La CPA Shaporan y la CPA Milner (en adelante: las CPAs) presentaron escritos independientes, pero la mayoría de sus reclamaciones eran similares, por lo que las presentaré a continuación en la consolidación.
Los contables afirmaron que preparaban los estados financieros de la empresa conforme a las normas de la profesión y según lo requerido de un contable razonable. Además, se argumentó que la declaración original de reclamación se presentó únicamente contra los directores, y que incluso en el informe Bilu adjunto a la declaración enmendada, se señaló que los contables presentaron señales de advertencia sobre la situación financiera de la filial en sus informes, pero los directores las ignoraron. Según los contables, los demandantes no demostraron la existencia de los elementos del delito civil de negligencia, y principalmente no demostraron la existencia de una conexión causal entre la supuesta negligencia y los daños de la empresa.
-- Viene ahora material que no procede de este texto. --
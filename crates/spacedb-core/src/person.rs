//! People: the root entity every card and device hangs off.

use std::{fmt, str::FromStr};

use serde::{Deserialize, Serialize};

use crate::error::{Result, ValidationError, check_len};

// ─── Field limits ────────────────────────────────────────────────────────────

pub const NAME_MAX:       usize = 255;
pub const FULLNAME_MAX:   usize = 65_535;
pub const EMAIL_MAX:      usize = 255;
pub const PAYMENTREF_MAX: usize = 10;

// ─── Identity ────────────────────────────────────────────────────────────────

/// Store-assigned identifier. Never reused and never changes once assigned.
#[derive(
  Debug, Clone, Copy, PartialEq, Eq, PartialOrd, Ord, Hash, Serialize, Deserialize,
)]
#[serde(transparent)]
pub struct PersonId(pub i64);

impl fmt::Display for PersonId {
  fn fmt(&self, f: &mut fmt::Formatter<'_>) -> fmt::Result { self.0.fmt(f) }
}

impl FromStr for PersonId {
  type Err = ValidationError;

  fn from_str(s: &str) -> Result<Self> {
    s.trim()
      .parse::<i64>()
      .ok()
      .filter(|id| *id > 0)
      .map(PersonId)
      .ok_or_else(|| ValidationError::InvalidPersonId(s.to_owned()))
  }
}

// ─── Door access ─────────────────────────────────────────────────────────────

/// Which doors a member's cards open without supervision.
///
/// The wire names (`NO`, `DOWNSTAIRS`, `BOTH`) are the ones the door
/// controller and the admin forms exchange.
#[derive(Debug, Clone, Copy, PartialEq, Eq, Default, Serialize, Deserialize)]
pub enum AccessLevel {
  #[default]
  #[serde(rename = "NO")]
  None,
  #[serde(rename = "DOWNSTAIRS")]
  DownstairsOnly,
  #[serde(rename = "BOTH")]
  Full,
}

impl AccessLevel {
  pub const ALL: [AccessLevel; 3] =
    [AccessLevel::None, AccessLevel::DownstairsOnly, AccessLevel::Full];

  pub fn as_str(self) -> &'static str {
    match self {
      AccessLevel::None => "NO",
      AccessLevel::DownstairsOnly => "DOWNSTAIRS",
      AccessLevel::Full => "BOTH",
    }
  }

  pub fn opens_upstairs(self) -> bool { self == AccessLevel::Full }

  pub fn opens_downstairs(self) -> bool {
    matches!(self, AccessLevel::Full | AccessLevel::DownstairsOnly)
  }

  /// Short human description shown on the member page.
  pub fn describe(self) -> &'static str {
    match self {
      AccessLevel::None => "No 24/7 access",
      AccessLevel::DownstairsOnly => "Downstairs only",
      AccessLevel::Full => "24/7 member",
    }
  }
}

impl fmt::Display for AccessLevel {
  fn fmt(&self, f: &mut fmt::Formatter<'_>) -> fmt::Result {
    f.write_str(self.as_str())
  }
}

impl FromStr for AccessLevel {
  type Err = ValidationError;

  fn from_str(s: &str) -> Result<Self> {
    match s {
      "NO" => Ok(AccessLevel::None),
      "DOWNSTAIRS" => Ok(AccessLevel::DownstairsOnly),
      "BOTH" => Ok(AccessLevel::Full),
      other => Err(ValidationError::InvalidAccessLevel(other.to_owned())),
    }
  }
}

// ─── Records ─────────────────────────────────────────────────────────────────

/// A persisted person.
#[derive(Debug, Clone, PartialEq, Eq, Serialize, Deserialize)]
pub struct Person {
  pub id:         PersonId,
  /// Nickname; shown in the "who's here" list.
  pub name:       String,
  pub fullname:   String,
  pub email:      String,
  pub member:     bool,
  /// Holds a physical key, independent of card access.
  pub keyholder:  bool,
  pub access:     AccessLevel,
  /// Standing order reference.
  pub paymentref: String,
}

/// A validated person that has not been persisted yet.
#[derive(Debug, Clone, PartialEq, Eq)]
pub struct NewPerson {
  pub name:       String,
  pub fullname:   String,
  pub email:      String,
  pub member:     bool,
  pub keyholder:  bool,
  pub access:     AccessLevel,
  pub paymentref: String,
}

impl NewPerson {
  /// Validate the free-text fields and build a member record.
  ///
  /// New people always start as members without a physical key; `access`
  /// is decided by the caller.
  pub fn member(
    name: String,
    fullname: String,
    email: String,
    paymentref: String,
    access: AccessLevel,
  ) -> Result<Self> {
    check_len("name", &name, NAME_MAX)?;
    check_len("fullname", &fullname, FULLNAME_MAX)?;
    check_len("email", &email, EMAIL_MAX)?;
    check_len("paymentref", &paymentref, PAYMENTREF_MAX)?;
    Ok(Self {
      name,
      fullname,
      email,
      member: true,
      keyholder: false,
      access,
      paymentref,
    })
  }

  pub fn into_person(self, id: PersonId) -> Person {
    Person {
      id,
      name:       self.name,
      fullname:   self.fullname,
      email:      self.email,
      member:     self.member,
      keyholder:  self.keyholder,
      access:     self.access,
      paymentref: self.paymentref,
    }
  }
}

#[cfg(test)]
mod tests {
  use super::*;

  #[test]
  fn access_level_round_trips_wire_names() {
    for level in AccessLevel::ALL {
      assert_eq!(level.as_str().parse::<AccessLevel>().unwrap(), level);
    }
    assert!("FULL".parse::<AccessLevel>().is_err());
    assert!("both".parse::<AccessLevel>().is_err());
  }

  #[test]
  fn access_level_door_capabilities() {
    assert!(AccessLevel::Full.opens_upstairs());
    assert!(AccessLevel::Full.opens_downstairs());
    assert!(!AccessLevel::DownstairsOnly.opens_upstairs());
    assert!(AccessLevel::DownstairsOnly.opens_downstairs());
    assert!(!AccessLevel::None.opens_upstairs());
    assert!(!AccessLevel::None.opens_downstairs());
  }

  #[test]
  fn access_level_serde_uses_wire_names() {
    let json = serde_json::to_string(&AccessLevel::DownstairsOnly).unwrap();
    assert_eq!(json, "\"DOWNSTAIRS\"");
  }

  #[test]
  fn person_id_parse() {
    assert_eq!("42".parse::<PersonId>().unwrap(), PersonId(42));
    assert!("0".parse::<PersonId>().is_err());
    assert!("abc".parse::<PersonId>().is_err());
    assert!("".parse::<PersonId>().is_err());
  }

  #[test]
  fn new_member_enforces_lengths() {
    let ok = NewPerson::member(
      "alice".into(),
      "Alice Liddell".into(),
      "alice@example.com".into(),
      "REF1".into(),
      AccessLevel::None,
    )
    .unwrap();
    assert!(ok.member);
    assert!(!ok.keyholder);

    let err = NewPerson::member(
      "alice".into(),
      "Alice Liddell".into(),
      "alice@example.com".into(),
      "REF-TOO-LONG".into(),
      AccessLevel::None,
    )
    .unwrap_err();
    assert_eq!(err, ValidationError::TooLong { field: "paymentref", max: 10 });

    let err = NewPerson::member(
      "x".repeat(256),
      "Alice".into(),
      "a@b".into(),
      "R".into(),
      AccessLevel::None,
    )
    .unwrap_err();
    assert_eq!(err, ValidationError::TooLong { field: "name", max: 255 });
  }
}
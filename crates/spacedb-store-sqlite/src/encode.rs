//! Encoding and decoding helpers between domain types and the column
//! representations stored in SQLite.
//!
//! Timestamps are local wall-clock time stored as `%Y-%m-%d %H:%M:%S`, so
//! plain string comparison orders them correctly. Flags use the `'YES'` /
//! `'NO'` strings the door gateway also reads.

use chrono::NaiveDateTime;
use spacedb_core::{
  credential::{CardId, Credential, CredentialPin, DoorKey, Pin},
  device::{Device, DeviceAddress, DeviceSource, MacAddress, Visibility},
  person::{AccessLevel, Person, PersonId},
};

use crate::{Error, Result};

const DT_FORMAT: &str = "%Y-%m-%d %H:%M:%S";

fn corrupt(column: &'static str, value: impl ToString) -> Error {
  Error::Decode { column, value: value.to_string() }
}

// ─── NaiveDateTime ───────────────────────────────────────────────────────────

pub fn encode_dt(dt: NaiveDateTime) -> String { dt.format(DT_FORMAT).to_string() }

pub fn decode_dt(column: &'static str, s: &str) -> Result<NaiveDateTime> {
  NaiveDateTime::parse_from_str(s, DT_FORMAT).map_err(|_| corrupt(column, s))
}

// ─── Flags ───────────────────────────────────────────────────────────────────

pub fn encode_flag(b: bool) -> &'static str {
  if b { "YES" } else { "NO" }
}

pub fn decode_flag(column: &'static str, s: &str) -> Result<bool> {
  match s {
    "YES" => Ok(true),
    "NO" => Ok(false),
    other => Err(corrupt(column, other)),
  }
}

// ─── AccessLevel ─────────────────────────────────────────────────────────────

pub fn decode_access(s: &str) -> Result<AccessLevel> {
  s.parse().map_err(|_| corrupt("access", s))
}

// ─── Devices ─────────────────────────────────────────────────────────────────

pub fn encode_source(s: DeviceSource) -> &'static str {
  match s {
    DeviceSource::RfidGateway => "r",
    DeviceSource::ManualEntry => "e",
  }
}

pub fn decode_source(s: &str) -> Result<DeviceSource> {
  match s {
    "r" => Ok(DeviceSource::RfidGateway),
    "e" => Ok(DeviceSource::ManualEntry),
    other => Err(corrupt("source", other)),
  }
}

pub fn encode_visibility(v: Visibility) -> i64 {
  match v {
    Visibility::Visible => 0,
    Visibility::Hidden => 1,
    Visibility::TemporarilyHidden => 2,
  }
}

pub fn decode_visibility(v: i64) -> Result<Visibility> {
  match v {
    0 => Ok(Visibility::Visible),
    1 => Ok(Visibility::Hidden),
    2 => Ok(Visibility::TemporarilyHidden),
    other => Err(corrupt("hidden", other)),
  }
}

// ─── Space state ─────────────────────────────────────────────────────────────

pub const SPACE_OPEN:   i64 = 0;
pub const SPACE_CLOSED: i64 = 2;

pub fn encode_space_state(open: bool) -> i64 {
  if open { SPACE_OPEN } else { SPACE_CLOSED }
}

// ─── Row types ───────────────────────────────────────────────────────────────

/// Raw values read directly from a `people` row.
pub struct RawPerson {
  pub id:         i64,
  pub name:       String,
  pub fullname:   String,
  pub email:      String,
  pub member:     String,
  pub keyholder:  String,
  pub access:     String,
  pub paymentref: String,
}

pub const PERSON_COLUMNS: &str =
  "id, name, fullname, email, member, keyholder, access, paymentref";

impl RawPerson {
  pub fn from_row(row: &rusqlite::Row<'_>) -> rusqlite::Result<Self> {
    Ok(Self {
      id:         row.get(0)?,
      name:       row.get(1)?,
      fullname:   row.get(2)?,
      email:      row.get(3)?,
      member:     row.get(4)?,
      keyholder:  row.get(5)?,
      access:     row.get(6)?,
      paymentref: row.get(7)?,
    })
  }

  pub fn into_person(self) -> Result<Person> {
    Ok(Person {
      id:         PersonId(self.id),
      member:     decode_flag("member", &self.member)?,
      keyholder:  decode_flag("keyholder", &self.keyholder)?,
      access:     decode_access(&self.access)?,
      name:       self.name,
      fullname:   self.fullname,
      email:      self.email,
      paymentref: self.paymentref,
    })
  }
}

/// Raw values read from a `rfid_tags` row.
pub struct RawCredential {
  pub card_id: String,
  pub pin:     Option<String>,
  pub user_id: i64,
}

impl RawCredential {
  pub fn into_credential(self) -> Result<Credential> {
    let pin = match self.pin {
      None => CredentialPin::Unset,
      Some(p) => CredentialPin::Set(Pin::parse(&p).map_err(|_| corrupt("pin", "****"))?),
    };
    Ok(Credential {
      card_id: CardId::parse(&self.card_id).map_err(|_| corrupt("card_id", &self.card_id))?,
      pin,
      user_id: PersonId(self.user_id),
    })
  }
}

/// Raw values for one door-controller entry.
pub struct RawDoorKey {
  pub card_id: String,
  pub pin:     String,
  pub access:  String,
}

impl RawDoorKey {
  pub fn into_door_key(self) -> Result<DoorKey> {
    Ok(DoorKey {
      card_id: CardId::parse(&self.card_id).map_err(|_| corrupt("card_id", &self.card_id))?,
      pin:     Pin::parse(&self.pin).map_err(|_| corrupt("pin", "****"))?,
      access:  decode_access(&self.access)?,
    })
  }
}

/// Raw values read from a `systems` row.
pub struct RawDevice {
  pub id:          i64,
  pub mac:         String,
  pub description: String,
  pub source:      String,
  pub hidden:      i64,
  pub owner:       i64,
}

pub const DEVICE_COLUMNS: &str = "id, mac, description, source, hidden, owner";

impl RawDevice {
  pub fn from_row(row: &rusqlite::Row<'_>) -> rusqlite::Result<Self> {
    Ok(Self {
      id:          row.get(0)?,
      mac:         row.get(1)?,
      description: row.get(2)?,
      source:      row.get(3)?,
      hidden:      row.get(4)?,
      owner:       row.get(5)?,
    })
  }

  /// RFID rows keep the card id in the `mac` column.
  pub fn into_device(self) -> Result<Device> {
    let address = match decode_source(&self.source)? {
      DeviceSource::RfidGateway => {
        DeviceAddress::Card(CardId::parse(&self.mac).map_err(|_| corrupt("mac", &self.mac))?)
      }
      DeviceSource::ManualEntry => {
        DeviceAddress::Mac(MacAddress::parse(&self.mac).map_err(|_| corrupt("mac", &self.mac))?)
      }
    };
    Ok(Device {
      id: self.id,
      address,
      description: self.description,
      visibility: decode_visibility(self.hidden)?,
      owner: PersonId(self.owner),
    })
  }
}

#[cfg(test)]
mod tests {
  use chrono::NaiveDate;

  use super::*;

  #[test]
  fn datetimes_sort_as_text() {
    let early = NaiveDate::from_ymd_opt(2024, 1, 2).unwrap().and_hms_opt(9, 5, 0).unwrap();
    let late = NaiveDate::from_ymd_opt(2024, 1, 2).unwrap().and_hms_opt(17, 0, 0).unwrap();
    assert_eq!(encode_dt(early), "2024-01-02 09:05:00");
    assert!(encode_dt(early) < encode_dt(late));
    assert_eq!(decode_dt("opens_at", &encode_dt(late)).unwrap(), late);
  }

  #[test]
  fn unknown_codes_are_corrupt() {
    assert!(matches!(decode_flag("member", "maybe"), Err(Error::Decode { column: "member", .. })));
    assert!(decode_source("x").is_err());
    assert!(decode_visibility(3).is_err());
    assert!(decode_access("UPSTAIRS").is_err());
  }

  fn raw_device(mac: &str, source: &str) -> RawDevice {
    RawDevice {
      id:          1,
      mac:         mac.into(),
      description: "RFID".into(),
      source:      source.into(),
      hidden:      0,
      owner:       1,
    }
  }

  #[test]
  fn device_address_follows_source() {
    let card = raw_device("A1B2C3D4", "r").into_device().unwrap();
    assert_eq!(card.address.as_str(), "A1B2C3D4");
    assert_eq!(card.source(), DeviceSource::RfidGateway);

    let mac = raw_device("AB:CD:EF:01:02:03", "e").into_device().unwrap();
    assert_eq!(mac.source(), DeviceSource::ManualEntry);

    assert!(raw_device("A1B2C3D4", "e").into_device().is_err());
  }
}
En este contexto, los contables subrayaron que los testimonios muestran que los directores no leyeron los estados financieros en absoluto y, por tanto, la forma en que se presentaron los datos no habría cambiado su modo de operar.
En cuanto a las acusaciones de negligencia por parte de los contables, se argumentó que los estados financieros eran responsabilidad exclusiva de la empresa y que debía haber preparado estados financieros consolidados con su filial, de acuerdo con la Declaración 57 del Instituto de Contables Públicos Certificados en Israel. Como no lo hizo, esto se indicó en reservas explícitas que se incluyeron en los informes preparados por los contables. Además, se argumentó que, de acuerdo con los estados financieros relevantes y según la mejor comprensión y juicio de los contables, la empresa no estaba en peligro de insolvencia en ese momento, por lo que no se requería ninguna "advertencia de actividad activa" en el informe del auditor para este año. Los contables añadieron que, en el cumplimiento de sus funciones como auditores, nunca fueron convocados a una reunión de accionistas de la empresa, ni se les exigió dar explicaciones o información a los accionistas.
- La sentencia del juicio
- El tribunal de primera instancia abrió su sentencia con una resolución de que los demandantes, que resultaron perjudicados por las acciones de Pinkowitz, estaban intentando en su reclamación obtener una compensación de partes inocentes que habían actuado en beneficio de la empresa durante décadas. Se señaló que los demandantes intentan atribuir a los directores, los fundadores de la empresa, cuya edad media es de 85 años, injusticias y violaciones de la ley, solo para llegar al "bolsillo profundo" -la aseguradora- y así cubrir los daños mencionados. Parece que este enfoque de "valores" del tribunal influyó en cierta medida en el resultado que logró, lo cual me resultó difícil aceptar. Más adelante, el tribunal de primera instancia discutió los argumentos de los demandantes, y presentaré sus principales conclusiones a continuación.
C.1. La sentencia del juicio - Pinkowitz
- Tras examinar las pruebas y los argumentos de las partes, el Tribunal de Distrito dictaminó que la persona que llevó a la empresa a su estado en la víspera de la presentación de la demanda fue solo Pinkowitz, quien actuó fraudulentamente y en incumplimiento de su deber fiduciario hacia la empresa y la filial. Se aclaró que tanto en el procedimiento inicial presentado por algunos de los padres de los internos en octubre de 2010 como en el Informe Dremman y el Informe Bilu, la responsabilidad por la situación de la empresa se atribuyó al propio Pinkovich, y casi no se mencionó las omisiones atribuidas a los directores en esta demanda.
El tribunal enfatizó que la acción principal por la que se debe atribuir a Pinkowitz un incumplimiento del deber fiduciario es la transferencia masiva de fondos de la empresa a la filial. Se determinó que a partir del año 2000 no había justificación para continuar la operación de la fábrica subsidiaria, que empleaba a menos del 10 por ciento de los habitantes del pueblo, y ciertamente no había justificación en esta etapa para seguir inyectando fondos a la filial.